Problem statement -> Every record must be reproduced exactly. Leave none out.

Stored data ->
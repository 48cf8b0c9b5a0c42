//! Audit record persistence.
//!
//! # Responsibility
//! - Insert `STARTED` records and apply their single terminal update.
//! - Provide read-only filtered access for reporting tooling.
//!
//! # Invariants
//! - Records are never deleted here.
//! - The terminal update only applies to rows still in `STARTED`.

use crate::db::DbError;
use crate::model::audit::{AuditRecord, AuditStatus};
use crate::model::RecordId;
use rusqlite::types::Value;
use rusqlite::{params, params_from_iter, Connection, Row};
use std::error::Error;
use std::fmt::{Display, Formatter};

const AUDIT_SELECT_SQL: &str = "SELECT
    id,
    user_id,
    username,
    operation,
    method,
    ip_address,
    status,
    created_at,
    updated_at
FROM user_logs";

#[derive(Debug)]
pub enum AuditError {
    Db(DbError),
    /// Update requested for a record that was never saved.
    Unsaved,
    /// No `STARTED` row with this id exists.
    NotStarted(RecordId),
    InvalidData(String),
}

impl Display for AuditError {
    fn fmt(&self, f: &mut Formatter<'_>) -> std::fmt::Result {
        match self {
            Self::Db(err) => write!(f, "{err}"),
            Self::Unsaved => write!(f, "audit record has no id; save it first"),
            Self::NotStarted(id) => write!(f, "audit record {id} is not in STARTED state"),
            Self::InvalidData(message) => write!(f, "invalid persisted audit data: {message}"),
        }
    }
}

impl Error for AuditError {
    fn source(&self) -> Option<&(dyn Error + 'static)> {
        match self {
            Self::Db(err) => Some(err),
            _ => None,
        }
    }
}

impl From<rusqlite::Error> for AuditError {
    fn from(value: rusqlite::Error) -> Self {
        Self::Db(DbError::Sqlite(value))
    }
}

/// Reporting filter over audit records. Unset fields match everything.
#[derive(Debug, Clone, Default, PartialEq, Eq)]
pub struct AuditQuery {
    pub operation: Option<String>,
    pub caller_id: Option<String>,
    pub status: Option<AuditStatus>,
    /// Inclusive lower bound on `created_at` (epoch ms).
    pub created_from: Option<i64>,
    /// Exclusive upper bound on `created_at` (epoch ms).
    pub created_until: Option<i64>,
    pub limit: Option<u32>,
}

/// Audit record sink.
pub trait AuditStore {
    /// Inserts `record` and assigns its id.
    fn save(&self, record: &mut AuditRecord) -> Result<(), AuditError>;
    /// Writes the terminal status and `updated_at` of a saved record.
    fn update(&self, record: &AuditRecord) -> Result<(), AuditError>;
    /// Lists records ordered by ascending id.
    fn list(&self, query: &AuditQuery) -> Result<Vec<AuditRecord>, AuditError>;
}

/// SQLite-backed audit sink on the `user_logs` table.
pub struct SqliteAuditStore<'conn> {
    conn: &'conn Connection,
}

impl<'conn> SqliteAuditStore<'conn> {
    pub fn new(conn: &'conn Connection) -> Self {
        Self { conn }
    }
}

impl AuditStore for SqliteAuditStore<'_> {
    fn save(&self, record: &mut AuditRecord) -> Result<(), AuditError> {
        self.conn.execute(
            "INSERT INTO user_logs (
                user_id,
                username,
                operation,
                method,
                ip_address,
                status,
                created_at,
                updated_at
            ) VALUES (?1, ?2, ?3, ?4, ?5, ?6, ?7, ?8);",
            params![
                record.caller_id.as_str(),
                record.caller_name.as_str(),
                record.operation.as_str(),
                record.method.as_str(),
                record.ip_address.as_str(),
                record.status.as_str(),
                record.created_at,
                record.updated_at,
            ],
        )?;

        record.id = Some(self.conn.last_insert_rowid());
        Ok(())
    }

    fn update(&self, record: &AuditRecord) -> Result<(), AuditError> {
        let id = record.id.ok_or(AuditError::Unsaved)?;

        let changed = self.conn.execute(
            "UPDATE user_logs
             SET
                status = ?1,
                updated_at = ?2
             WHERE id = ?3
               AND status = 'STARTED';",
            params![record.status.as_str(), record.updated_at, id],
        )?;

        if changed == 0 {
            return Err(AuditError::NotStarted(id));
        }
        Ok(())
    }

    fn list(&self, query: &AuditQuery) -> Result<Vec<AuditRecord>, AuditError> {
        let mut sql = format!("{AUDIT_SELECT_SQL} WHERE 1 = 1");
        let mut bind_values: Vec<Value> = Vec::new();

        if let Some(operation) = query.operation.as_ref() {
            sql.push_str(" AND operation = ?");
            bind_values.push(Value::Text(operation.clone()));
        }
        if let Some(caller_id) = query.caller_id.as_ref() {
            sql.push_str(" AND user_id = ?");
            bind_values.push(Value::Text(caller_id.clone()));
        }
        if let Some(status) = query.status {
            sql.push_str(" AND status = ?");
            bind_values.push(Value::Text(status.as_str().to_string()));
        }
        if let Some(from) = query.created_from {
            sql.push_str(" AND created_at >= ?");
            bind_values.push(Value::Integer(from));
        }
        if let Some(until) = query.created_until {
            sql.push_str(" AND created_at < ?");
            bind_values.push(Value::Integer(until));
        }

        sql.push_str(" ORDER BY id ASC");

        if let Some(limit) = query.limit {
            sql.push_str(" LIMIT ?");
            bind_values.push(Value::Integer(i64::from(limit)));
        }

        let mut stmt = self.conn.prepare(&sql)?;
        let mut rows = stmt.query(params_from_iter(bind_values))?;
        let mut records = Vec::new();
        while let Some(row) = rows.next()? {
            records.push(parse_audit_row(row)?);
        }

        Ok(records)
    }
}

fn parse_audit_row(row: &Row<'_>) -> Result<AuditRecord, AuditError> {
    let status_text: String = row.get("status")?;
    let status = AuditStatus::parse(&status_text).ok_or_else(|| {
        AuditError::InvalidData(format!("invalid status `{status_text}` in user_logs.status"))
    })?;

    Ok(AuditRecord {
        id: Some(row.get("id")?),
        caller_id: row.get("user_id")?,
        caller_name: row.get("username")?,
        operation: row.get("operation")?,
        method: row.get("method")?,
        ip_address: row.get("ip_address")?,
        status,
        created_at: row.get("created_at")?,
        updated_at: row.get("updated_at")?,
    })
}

Solution to this problem ->
repository 48cf8b0c9b5a0c42
//! Audit record persistence.
//!
//! # Responsibility
//! - Insert `STARTED` records and apply their single terminal update.
//! - Provide read-only filtered access for reporting tooling.
//!
//! # Invariants
//! - Records are never deleted here.
//! - The terminal update only applies to rows still in `STARTED`.

use crate::db::DbError;
use crate::model::audit::{AuditRecord, AuditStatus};
use crate::model::RecordId;
use rusqlite::types::Value;
use rusqlite::{params, params_from_iter, Connection, Row};
use std::error::Error;
use std::fmt::{Display, Formatter};

const AUDIT_SELECT_SQL: &str = "SELECT
    id,
    user_id,
    username,
    operation,
    method,
    ip_address,
    status,
    created_at,
    updated_at
FROM user_logs";

#[derive(Debug)]
pub enum AuditError {
    Db(DbError),
    /// Update requested for a record that was never saved.
    Unsaved,
    /// No `STARTED` row with this id exists.
    NotStarted(RecordId),
    InvalidData(String),
}

impl Display for AuditError {
    fn fmt(&self, f: &mut Formatter<'_>) -> std::fmt::Result {
        match self {
            Self::Db(err) => write!(f, "{err}"),
            Self::Unsaved => write!(f, "audit record has no id; save it first"),
            Self::NotStarted(id) => write!(f, "audit record {id} is not in STARTED state"),
            Self::InvalidData(message) => write!(f, "invalid persisted audit data: {message}"),
        }
    }
}

impl Error for AuditError {
    fn source(&self) -> Option<&(dyn Error + 'static)> {
        match self {
            Self::Db(err) => Some(err),
            _ => None,
        }
    }
}

impl From<rusqlite::Error> for AuditError {
    fn from(value: rusqlite::Error) -> Self {
        Self::Db(DbError::Sqlite(value))
    }
}

/// Reporting filter over audit records. Unset fields match everything.
#[derive(Debug, Clone, Default, PartialEq, Eq)]
pub struct AuditQuery {
    pub operation: Option<String>,
    pub caller_id: Option<String>,
    pub status: Option<AuditStatus>,
    /// Inclusive lower bound on `created_at` (epoch ms).
    pub created_from: Option<i64>,
    /// Exclusive upper bound on `created_at` (epoch ms).
    pub created_until: Option<i64>,
    pub limit: Option<u32>,
}

/// Audit record sink.
pub trait AuditStore {
    /// Inserts `record` and assigns its id.
    fn save(&self, record: &mut AuditRecord) -> Result<(), AuditError>;
    /// Writes the terminal status and `updated_at` of a saved record.
    fn update(&self, record: &AuditRecord) -> Result<(), AuditError>;
    /// Lists records ordered by ascending id.
    fn list(&self, query: &AuditQuery) -> Result<Vec<AuditRecord>, AuditError>;
}

/// SQLite-backed audit sink on the `user_logs` table.
pub struct SqliteAuditStore<'conn> {
    conn: &'conn Connection,
}

impl<'conn> SqliteAuditStore<'conn> {
    pub fn new(conn: &'conn Connection) -> Self {
        Self { conn }
    }
}

impl AuditStore for SqliteAuditStore<'_> {
    fn save(&self, record: &mut AuditRecord) -> Result<(), AuditError> {
        self.conn.execute(
            "INSERT INTO user_logs (
                user_id,
                username,
                operation,
                method,
                ip_address,
                status,
                created_at,
                updated_at
            ) VALUES (?1, ?2, ?3, ?4, ?5, ?6, ?7, ?8);",
            params![
                record.caller_id.as_str(),
                record.caller_name.as_str(),
                record.operation.as_str(),
                record.method.as_str(),
                record.ip_address.as_str(),
                record.status.as_str(),
                record.created_at,
                record.updated_at,
            ],
        )?;

        record.id = Some(self.conn.last_insert_rowid());
        Ok(())
    }

    fn update(&self, record: &AuditRecord) -> Result<(), AuditError> {
        let id = record.id.ok_or(AuditError::Unsaved)?;

        let changed = self.conn.execute(
            "UPDATE user_logs
             SET
                status = ?1,
                updated_at = ?2
             WHERE id = ?3
               AND status = 'STARTED';",
            params![record.status.as_str(), record.updated_at, id],
        )?;

        if changed == 0 {
            return Err(AuditError::NotStarted(id));
        }
        Ok(())
    }

    fn list(&self, query: &AuditQuery) -> Result<Vec<AuditRecord>, AuditError> {
        let mut sql = format!("{AUDIT_SELECT_SQL} WHERE 1 = 1");
        let mut bind_values: Vec<Value> = Vec::new();

        if let Some(operation) = query.operation.as_ref() {
            sql.push_str(" AND operation = ?");
            bind_values.push(Value::Text(operation.clone()));
        }
        if let Some(caller_id) = query.caller_id.as_ref() {
            sql.push_str(" AND user_id = ?");
            bind_values.push(Value::Text(caller_id.clone()));
        }
        if let Some(status) = query.status {
            sql.push_str(" AND status = ?");
            bind_values.push(Value::Text(status.as_str().to_string()));
        }
        if let Some(from) = query.created_from {
            sql.push_str(" AND created_at >= ?");
            bind_values.push(Value::Integer(from));
        }
        if let Some(until) = query.created_until {
            sql.push_str(" AND created_at < ?");
            bind_values.push(Value::Integer(until));
        }

        sql.push_str(" ORDER BY id ASC");

        if let Some(limit) = query.limit {
            sql.push_str(" LIMIT ?");
            bind_values.push(Value::Integer(i64::from(limit)));
        }

        let mut stmt = self.conn.prepare(&sql)?;
        let mut rows = stmt.query(params_from_iter(bind_values))?;
        let mut records = Vec::new();
        while let Some(row) = rows.next()? {
            records.push(parse_audit_row(row)?);
        }

        Ok(records)
    }
}

fn parse_audit_row(row: &Row<'_>) -> Result<AuditRecord, AuditError> {
    let status_text: String = row.get("status")?;
    let status = AuditStatus::parse(&status_text).ok_or_else(|| {
        AuditError::InvalidData(format!("invalid status `{status_text}` in user_logs.status"))
    })?;

    Ok(AuditRecord {
        id: Some(row.get("id")?),
        caller_id: row.get("user_id")?,
        caller_name: row.get("username")?,
        operation: row.get("operation")?,
        method: row.get("method")?,
        ip_address: row.get("ip_address")?,
        status,
        created_at: row.get("created_at")?,
        updated_at: row.get("updated_at")?,
    })
}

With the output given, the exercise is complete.